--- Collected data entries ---
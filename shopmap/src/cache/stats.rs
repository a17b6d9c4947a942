//! Tile cache statistics.

use std::sync::atomic::{AtomicU64, Ordering};

/// Counters updated by the tile cache.
///
/// Held behind an `Arc` so a session handle can read them while the cache
/// itself is owned by the evaluation task.
#[derive(Debug, Default)]
pub struct TileCacheStats {
    /// Range lookups fully satisfied by the cache.
    pub range_hits: AtomicU64,
    /// Range lookups with at least one missing tile.
    pub range_misses: AtomicU64,
    /// Tiles inserted (new or refreshed).
    pub tiles_inserted: AtomicU64,
    /// Tiles dropped to stay within capacity.
    pub evictions: AtomicU64,
    /// Tiles dropped because their TTL ran out.
    pub expirations: AtomicU64,
    /// Tiles removed by explicit invalidation.
    pub invalidations: AtomicU64,
}

impl TileCacheStats {
    pub fn snapshot(&self) -> TileCacheStatsSnapshot {
        TileCacheStatsSnapshot {
            range_hits: self.range_hits.load(Ordering::Relaxed),
            range_misses: self.range_misses.load(Ordering::Relaxed),
            tiles_inserted: self.tiles_inserted.load(Ordering::Relaxed),
            evictions: self.evictions.load(Ordering::Relaxed),
            expirations: self.expirations.load(Ordering::Relaxed),
            invalidations: self.invalidations.load(Ordering::Relaxed),
        }
    }

    pub(super) fn add(counter: &AtomicU64, n: u64) {
        counter.fetch_add(n, Ordering::Relaxed);
    }
}

/// Point-in-time copy of [`TileCacheStats`].
#[derive(Debug, Clone, Copy, Default, PartialEq, Eq)]
pub struct TileCacheStatsSnapshot {
    pub range_hits: u64,
    pub range_misses: u64,
    pub tiles_inserted: u64,
    pub evictions: u64,
    pub expirations: u64,
    pub invalidations: u64,
}

impl TileCacheStatsSnapshot {
    /// Fraction of range lookups served from cache (0.0 to 1.0).
    pub fn hit_rate(&self) -> f64 {
        let total = self.range_hits + self.range_misses;
        if total == 0 {
            0.0
        } else {
            self.range_hits as f64 / total as f64
        }
    }
}
//! Conversions from file settings to the runtime configs each component
//! takes.

use std::time::Duration;

use super::settings::ConfigFile;
use crate::cache::TileCacheConfig;
use crate::route::RouteSourceConfig;
use crate::stores::StoreSourceConfig;
use crate::viewport::{FetchConfig, SessionConfig};

impl ConfigFile {
    pub fn fetch_config(&self) -> FetchConfig {
        FetchConfig {
            min_fetch_zoom: self.map.min_fetch_zoom,
            padding: self.map.tile_padding,
            max_zoom: self.map.max_zoom,
        }
    }

    pub fn session_config(&self) -> SessionConfig {
        SessionConfig::with_debounce(Duration::from_millis(self.map.debounce_ms))
    }

    /// Tile cache settings. A TTL of zero disables expiry.
    pub fn tile_cache_config(&self) -> TileCacheConfig {
        let config = TileCacheConfig::new(self.cache.capacity);
        match self.cache.ttl_secs {
            0 => config,
            secs => config.with_ttl(Duration::from_secs(secs)),
        }
    }

    pub fn store_source_config(&self) -> StoreSourceConfig {
        StoreSourceConfig {
            endpoint: self.stores.endpoint.clone().unwrap_or_default(),
            bearer_token: self.stores.bearer_token.clone(),
            timeout: Duration::from_secs(self.stores.timeout_secs),
        }
    }

    pub fn route_source_config(&self) -> RouteSourceConfig {
        RouteSourceConfig {
            osrm_url: self.route.osrm_url.clone(),
            profile: self.route.profile.clone(),
        }
    }
}

#[cfg(test)]
mod tests {
    use super::*;

    #[test]
    fn test_defaults_match_component_defaults() {
        let config = ConfigFile::default();

        assert_eq!(config.fetch_config(), FetchConfig::default());
        assert_eq!(config.session_config(), SessionConfig::default());
        assert_eq!(config.tile_cache_config(), TileCacheConfig::default());
        assert_eq!(config.store_source_config(), StoreSourceConfig::default());
        assert_eq!(config.route_source_config(), RouteSourceConfig::default());
    }

    #[test]
    fn test_ttl_conversion() {
        let mut config = ConfigFile::default();
        config.cache.ttl_secs = 120;

        assert_eq!(
            config.tile_cache_config().ttl,
            Some(Duration::from_secs(120))
        );
    }

    #[test]
    fn test_store_source_conversion() {
        let mut config = ConfigFile::default();
        config.stores.endpoint = Some("https://api.example.com/stores/tile".to_string());
        config.stores.bearer_token = Some("abc".to_string());
        config.stores.timeout_secs = 5;

        let source = config.store_source_config();
        assert!(source.is_configured());
        assert_eq!(source.bearer_token.as_deref(), Some("abc"));
        assert_eq!(source.timeout, Duration::from_secs(5));
    }
}
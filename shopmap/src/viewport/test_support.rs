//! Shared fakes for viewport tests.

use std::sync::atomic::{AtomicBool, Ordering};
use std::sync::Mutex;
use std::time::Duration;

use crate::coord::{tile_to_bounds, TileIndex, TileRange, Viewport};
use crate::http::HttpError;
use crate::stores::{FetchError, Store, StoreSource};

/// Viewport whose corners sit at the centers of the corner tiles of the
/// given block.
pub fn block_viewport(zoom: u8, min_x: u32, max_x: u32, min_y: u32, max_y: u32) -> Viewport {
    let center = |x, y| tile_to_bounds(x, y, zoom).center();
    Viewport::new(
        center(min_x, min_y),
        center(max_x, min_y),
        center(min_x, max_y),
        center(max_x, max_y),
        zoom as i32,
    )
    .unwrap()
}

/// Store source that records its calls and answers with one store at the
/// center of the range's first tile, or with a fixed list when one is set.
#[derive(Default)]
pub struct MockStoreSource {
    calls: Mutex<Vec<(u8, TileRange)>>,
    failing: AtomicBool,
    delay: Mutex<Duration>,
    fixed_stores: Mutex<Option<Vec<Store>>>,
}

impl MockStoreSource {
    pub fn new() -> Self {
        Self::default()
    }

    pub fn with_delay(delay: Duration) -> Self {
        let source = Self::default();
        *source.delay.lock().unwrap() = delay;
        source
    }

    pub fn calls(&self) -> Vec<(u8, TileRange)> {
        self.calls.lock().unwrap().clone()
    }

    pub fn set_failing(&self, failing: bool) {
        self.failing.store(failing, Ordering::SeqCst);
    }

    pub fn set_fixed_store(&self, store: Store) {
        self.set_fixed_stores(vec![store]);
    }

    pub fn set_fixed_stores(&self, stores: Vec<Store>) {
        *self.fixed_stores.lock().unwrap() = Some(stores);
    }
}

impl StoreSource for MockStoreSource {
    async fn fetch_stores(&self, zoom: u8, range: &TileRange) -> Result<Vec<Store>, FetchError> {
        self.calls.lock().unwrap().push((zoom, *range));

        let delay = *self.delay.lock().unwrap();
        if !delay.is_zero() {
            tokio::time::sleep(delay).await;
        }

        if self.failing.load(Ordering::SeqCst) {
            return Err(FetchError::Http(HttpError::Request(
                "connection refused".to_string(),
            )));
        }

        let fixed = self.fixed_stores.lock().unwrap().clone();
        if let Some(stores) = fixed {
            return Ok(stores);
        }

        let tile = TileIndex::new(zoom, range.min_x, range.min_y);
        let center = tile_to_bounds(tile.x, tile.y, zoom).center();
        Ok(vec![Store::new(
            tile.to_string(),
            "Mock store",
            center.lat,
            center.lng,
        )])
    }
}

--- PROMPT ---
Among the records above, find the lines that contain "AtomicBool" and copy every one.

--- SOLUTION ---
use std::sync::atomic::{AtomicBool, Ordering};
    failing: AtomicBool,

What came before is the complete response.